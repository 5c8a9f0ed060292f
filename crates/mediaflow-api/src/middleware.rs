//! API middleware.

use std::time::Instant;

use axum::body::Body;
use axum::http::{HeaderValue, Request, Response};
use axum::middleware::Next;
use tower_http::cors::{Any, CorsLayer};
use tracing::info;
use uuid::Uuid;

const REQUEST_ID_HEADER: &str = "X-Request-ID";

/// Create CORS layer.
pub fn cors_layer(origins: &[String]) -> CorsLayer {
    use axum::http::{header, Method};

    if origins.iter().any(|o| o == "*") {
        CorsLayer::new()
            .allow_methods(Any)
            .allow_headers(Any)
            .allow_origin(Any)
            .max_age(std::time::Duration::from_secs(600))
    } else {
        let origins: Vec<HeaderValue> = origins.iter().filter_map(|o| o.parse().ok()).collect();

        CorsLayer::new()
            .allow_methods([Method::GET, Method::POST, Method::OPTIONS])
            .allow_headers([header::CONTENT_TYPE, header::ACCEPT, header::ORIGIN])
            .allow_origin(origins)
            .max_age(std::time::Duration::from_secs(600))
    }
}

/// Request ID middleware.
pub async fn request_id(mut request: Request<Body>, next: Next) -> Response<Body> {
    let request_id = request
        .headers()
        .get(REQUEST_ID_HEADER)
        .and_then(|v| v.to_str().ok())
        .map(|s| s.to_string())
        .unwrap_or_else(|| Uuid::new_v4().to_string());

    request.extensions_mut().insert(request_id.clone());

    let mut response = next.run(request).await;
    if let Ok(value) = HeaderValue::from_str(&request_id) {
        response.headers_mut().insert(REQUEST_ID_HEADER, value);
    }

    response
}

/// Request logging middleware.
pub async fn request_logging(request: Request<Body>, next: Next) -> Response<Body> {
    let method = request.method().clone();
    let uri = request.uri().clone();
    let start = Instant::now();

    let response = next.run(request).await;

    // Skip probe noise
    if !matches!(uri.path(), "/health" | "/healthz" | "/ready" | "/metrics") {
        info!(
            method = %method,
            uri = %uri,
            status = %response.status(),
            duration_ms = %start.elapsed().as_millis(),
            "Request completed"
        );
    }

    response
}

----

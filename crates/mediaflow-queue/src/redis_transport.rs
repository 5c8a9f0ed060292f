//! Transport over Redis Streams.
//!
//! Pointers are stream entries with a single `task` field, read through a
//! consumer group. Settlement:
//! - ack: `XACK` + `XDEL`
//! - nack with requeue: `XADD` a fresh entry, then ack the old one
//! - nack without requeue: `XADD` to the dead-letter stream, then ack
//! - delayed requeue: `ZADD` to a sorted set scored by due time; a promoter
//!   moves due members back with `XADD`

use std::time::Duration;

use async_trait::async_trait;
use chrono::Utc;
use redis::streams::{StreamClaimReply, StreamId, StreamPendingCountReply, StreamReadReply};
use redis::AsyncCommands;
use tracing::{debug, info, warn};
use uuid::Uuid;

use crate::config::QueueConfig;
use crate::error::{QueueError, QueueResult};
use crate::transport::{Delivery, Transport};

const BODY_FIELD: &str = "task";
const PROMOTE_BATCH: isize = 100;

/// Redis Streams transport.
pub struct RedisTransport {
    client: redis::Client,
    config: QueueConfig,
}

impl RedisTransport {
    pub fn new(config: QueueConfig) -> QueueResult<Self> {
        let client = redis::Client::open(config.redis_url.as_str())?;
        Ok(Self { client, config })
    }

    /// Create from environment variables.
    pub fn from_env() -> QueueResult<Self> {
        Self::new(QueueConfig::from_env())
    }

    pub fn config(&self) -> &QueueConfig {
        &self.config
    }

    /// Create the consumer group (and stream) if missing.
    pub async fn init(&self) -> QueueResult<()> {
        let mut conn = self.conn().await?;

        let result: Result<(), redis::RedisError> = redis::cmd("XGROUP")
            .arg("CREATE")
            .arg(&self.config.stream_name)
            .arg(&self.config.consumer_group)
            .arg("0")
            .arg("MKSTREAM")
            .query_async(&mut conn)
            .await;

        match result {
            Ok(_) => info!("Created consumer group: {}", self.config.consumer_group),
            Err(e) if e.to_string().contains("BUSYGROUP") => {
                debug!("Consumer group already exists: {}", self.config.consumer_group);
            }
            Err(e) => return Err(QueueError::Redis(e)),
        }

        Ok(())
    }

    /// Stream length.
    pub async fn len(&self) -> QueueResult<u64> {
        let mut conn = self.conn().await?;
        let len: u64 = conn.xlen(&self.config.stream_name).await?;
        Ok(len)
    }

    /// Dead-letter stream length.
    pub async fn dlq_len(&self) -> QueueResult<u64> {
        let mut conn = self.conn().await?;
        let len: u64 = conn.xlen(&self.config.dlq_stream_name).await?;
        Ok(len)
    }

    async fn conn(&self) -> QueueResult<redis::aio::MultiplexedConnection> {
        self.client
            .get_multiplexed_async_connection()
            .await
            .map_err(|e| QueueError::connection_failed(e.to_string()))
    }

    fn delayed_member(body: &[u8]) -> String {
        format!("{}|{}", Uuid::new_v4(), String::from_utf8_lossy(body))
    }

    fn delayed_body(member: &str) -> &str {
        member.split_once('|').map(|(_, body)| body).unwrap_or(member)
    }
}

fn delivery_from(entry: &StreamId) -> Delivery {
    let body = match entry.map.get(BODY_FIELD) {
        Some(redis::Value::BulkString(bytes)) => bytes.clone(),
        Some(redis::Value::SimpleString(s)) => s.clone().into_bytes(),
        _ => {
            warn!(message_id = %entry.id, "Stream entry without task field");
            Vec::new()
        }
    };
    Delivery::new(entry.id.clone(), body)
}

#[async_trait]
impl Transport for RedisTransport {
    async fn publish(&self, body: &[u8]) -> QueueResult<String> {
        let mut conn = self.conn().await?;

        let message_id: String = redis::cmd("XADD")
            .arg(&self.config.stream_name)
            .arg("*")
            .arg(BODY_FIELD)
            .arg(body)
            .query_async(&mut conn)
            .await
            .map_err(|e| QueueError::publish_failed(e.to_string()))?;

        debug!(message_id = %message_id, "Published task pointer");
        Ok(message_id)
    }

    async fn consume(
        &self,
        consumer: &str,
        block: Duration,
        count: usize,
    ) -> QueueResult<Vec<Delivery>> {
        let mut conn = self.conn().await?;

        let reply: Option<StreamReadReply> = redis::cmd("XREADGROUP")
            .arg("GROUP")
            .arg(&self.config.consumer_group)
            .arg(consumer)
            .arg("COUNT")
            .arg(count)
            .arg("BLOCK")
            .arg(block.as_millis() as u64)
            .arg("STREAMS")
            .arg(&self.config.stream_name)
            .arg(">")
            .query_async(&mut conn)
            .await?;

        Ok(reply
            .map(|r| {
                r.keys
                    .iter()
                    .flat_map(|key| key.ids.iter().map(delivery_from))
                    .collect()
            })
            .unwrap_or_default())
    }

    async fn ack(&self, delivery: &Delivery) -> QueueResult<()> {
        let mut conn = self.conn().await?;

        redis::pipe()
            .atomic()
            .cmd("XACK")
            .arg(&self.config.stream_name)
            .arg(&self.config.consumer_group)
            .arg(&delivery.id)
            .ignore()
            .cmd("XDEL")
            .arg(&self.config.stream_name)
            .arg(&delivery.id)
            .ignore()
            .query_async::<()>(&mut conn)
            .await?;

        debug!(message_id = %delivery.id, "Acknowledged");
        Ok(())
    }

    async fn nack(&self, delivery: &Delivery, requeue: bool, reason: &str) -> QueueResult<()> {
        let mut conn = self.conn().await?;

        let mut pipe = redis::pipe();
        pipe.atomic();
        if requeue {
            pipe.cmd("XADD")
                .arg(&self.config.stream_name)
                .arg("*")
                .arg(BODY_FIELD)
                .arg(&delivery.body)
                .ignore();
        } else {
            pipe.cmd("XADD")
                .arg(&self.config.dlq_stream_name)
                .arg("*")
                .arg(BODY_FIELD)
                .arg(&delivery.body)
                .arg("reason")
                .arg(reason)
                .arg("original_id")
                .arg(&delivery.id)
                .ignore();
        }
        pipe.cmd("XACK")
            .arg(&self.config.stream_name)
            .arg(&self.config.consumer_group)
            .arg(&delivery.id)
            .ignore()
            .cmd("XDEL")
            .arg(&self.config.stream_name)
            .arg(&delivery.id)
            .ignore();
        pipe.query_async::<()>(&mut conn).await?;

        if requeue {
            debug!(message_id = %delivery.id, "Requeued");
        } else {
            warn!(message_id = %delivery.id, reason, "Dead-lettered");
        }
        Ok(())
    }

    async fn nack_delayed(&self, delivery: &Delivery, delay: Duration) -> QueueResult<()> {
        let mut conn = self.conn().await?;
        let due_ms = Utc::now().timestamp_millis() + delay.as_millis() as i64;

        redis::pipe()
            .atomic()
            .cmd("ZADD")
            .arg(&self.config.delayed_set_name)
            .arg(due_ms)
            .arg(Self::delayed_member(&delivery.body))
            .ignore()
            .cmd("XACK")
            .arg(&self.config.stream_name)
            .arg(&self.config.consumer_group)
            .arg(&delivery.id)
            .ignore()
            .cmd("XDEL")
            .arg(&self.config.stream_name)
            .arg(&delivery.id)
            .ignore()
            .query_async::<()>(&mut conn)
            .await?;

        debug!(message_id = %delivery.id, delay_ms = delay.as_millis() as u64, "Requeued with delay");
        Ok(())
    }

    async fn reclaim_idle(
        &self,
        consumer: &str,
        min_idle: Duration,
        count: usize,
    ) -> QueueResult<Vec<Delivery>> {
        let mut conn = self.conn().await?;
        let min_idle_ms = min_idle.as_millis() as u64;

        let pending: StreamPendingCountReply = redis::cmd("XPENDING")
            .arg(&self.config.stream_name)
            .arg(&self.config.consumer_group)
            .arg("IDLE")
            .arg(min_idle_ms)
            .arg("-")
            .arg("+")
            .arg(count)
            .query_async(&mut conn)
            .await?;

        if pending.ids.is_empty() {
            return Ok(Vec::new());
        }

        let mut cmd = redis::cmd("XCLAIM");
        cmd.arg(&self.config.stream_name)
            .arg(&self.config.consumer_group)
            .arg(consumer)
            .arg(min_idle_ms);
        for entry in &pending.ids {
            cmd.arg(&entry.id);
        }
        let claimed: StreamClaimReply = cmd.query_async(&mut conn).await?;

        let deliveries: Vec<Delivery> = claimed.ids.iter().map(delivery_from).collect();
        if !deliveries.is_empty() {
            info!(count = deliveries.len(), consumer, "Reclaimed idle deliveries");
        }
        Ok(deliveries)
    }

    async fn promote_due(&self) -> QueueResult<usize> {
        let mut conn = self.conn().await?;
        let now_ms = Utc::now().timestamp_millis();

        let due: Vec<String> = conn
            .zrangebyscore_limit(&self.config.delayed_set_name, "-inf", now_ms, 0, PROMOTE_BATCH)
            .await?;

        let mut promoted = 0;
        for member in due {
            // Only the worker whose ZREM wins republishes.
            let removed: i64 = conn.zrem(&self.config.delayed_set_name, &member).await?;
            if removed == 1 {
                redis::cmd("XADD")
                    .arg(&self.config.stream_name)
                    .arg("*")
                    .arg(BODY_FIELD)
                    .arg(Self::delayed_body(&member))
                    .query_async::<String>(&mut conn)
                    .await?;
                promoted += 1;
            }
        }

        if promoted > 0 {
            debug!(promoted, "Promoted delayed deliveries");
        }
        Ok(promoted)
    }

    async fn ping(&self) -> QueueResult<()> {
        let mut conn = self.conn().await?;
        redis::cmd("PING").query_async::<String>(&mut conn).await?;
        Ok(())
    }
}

----

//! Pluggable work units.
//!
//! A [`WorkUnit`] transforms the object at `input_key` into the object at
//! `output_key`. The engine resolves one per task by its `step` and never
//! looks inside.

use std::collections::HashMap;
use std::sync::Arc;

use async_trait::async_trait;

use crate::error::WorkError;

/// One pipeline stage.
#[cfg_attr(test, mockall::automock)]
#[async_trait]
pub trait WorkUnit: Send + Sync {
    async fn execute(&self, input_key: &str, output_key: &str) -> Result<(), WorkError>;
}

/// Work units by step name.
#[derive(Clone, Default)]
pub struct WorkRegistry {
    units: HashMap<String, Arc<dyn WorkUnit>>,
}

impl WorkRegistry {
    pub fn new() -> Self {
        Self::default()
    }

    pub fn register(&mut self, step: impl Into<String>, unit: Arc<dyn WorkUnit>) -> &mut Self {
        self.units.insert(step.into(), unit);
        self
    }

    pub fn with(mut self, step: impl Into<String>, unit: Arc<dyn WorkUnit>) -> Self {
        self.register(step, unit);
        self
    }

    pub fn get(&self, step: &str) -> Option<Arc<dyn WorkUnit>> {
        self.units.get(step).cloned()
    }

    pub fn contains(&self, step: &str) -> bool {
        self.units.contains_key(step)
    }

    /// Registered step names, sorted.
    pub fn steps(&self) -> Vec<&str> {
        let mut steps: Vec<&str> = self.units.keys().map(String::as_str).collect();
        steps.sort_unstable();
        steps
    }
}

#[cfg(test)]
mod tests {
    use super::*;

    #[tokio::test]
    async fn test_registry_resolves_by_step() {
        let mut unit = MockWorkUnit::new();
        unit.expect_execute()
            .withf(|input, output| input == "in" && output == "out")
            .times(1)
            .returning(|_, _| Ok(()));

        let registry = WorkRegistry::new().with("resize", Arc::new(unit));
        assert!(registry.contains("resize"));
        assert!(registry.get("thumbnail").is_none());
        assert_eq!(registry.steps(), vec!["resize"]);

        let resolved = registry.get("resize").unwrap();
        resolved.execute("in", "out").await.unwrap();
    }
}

----

▶ [The problem]: In the listing above, find the line containing "fn delayed_body(member: &str)" and the line containing "impl Transport for", then repeat those two lines and everything between them exactly.

▶ [Response area]:
    fn delayed_body(member: &str) -> &str {
        member.split_once('|').map(|(_, body)| body).unwrap_or(member)
    }
}

fn delivery_from(entry: &StreamId) -> Delivery {
    let body = match entry.map.get(BODY_FIELD) {
        Some(redis::Value::BulkString(bytes)) => bytes.clone(),
        Some(redis::Value::SimpleString(s)) => s.clone().into_bytes(),
        _ => {
            warn!(message_id = %entry.id, "Stream entry without task field");
            Vec::new()
        }
    };
    Delivery::new(entry.id.clone(), body)
}

#[async_trait]
impl Transport for RedisTransport {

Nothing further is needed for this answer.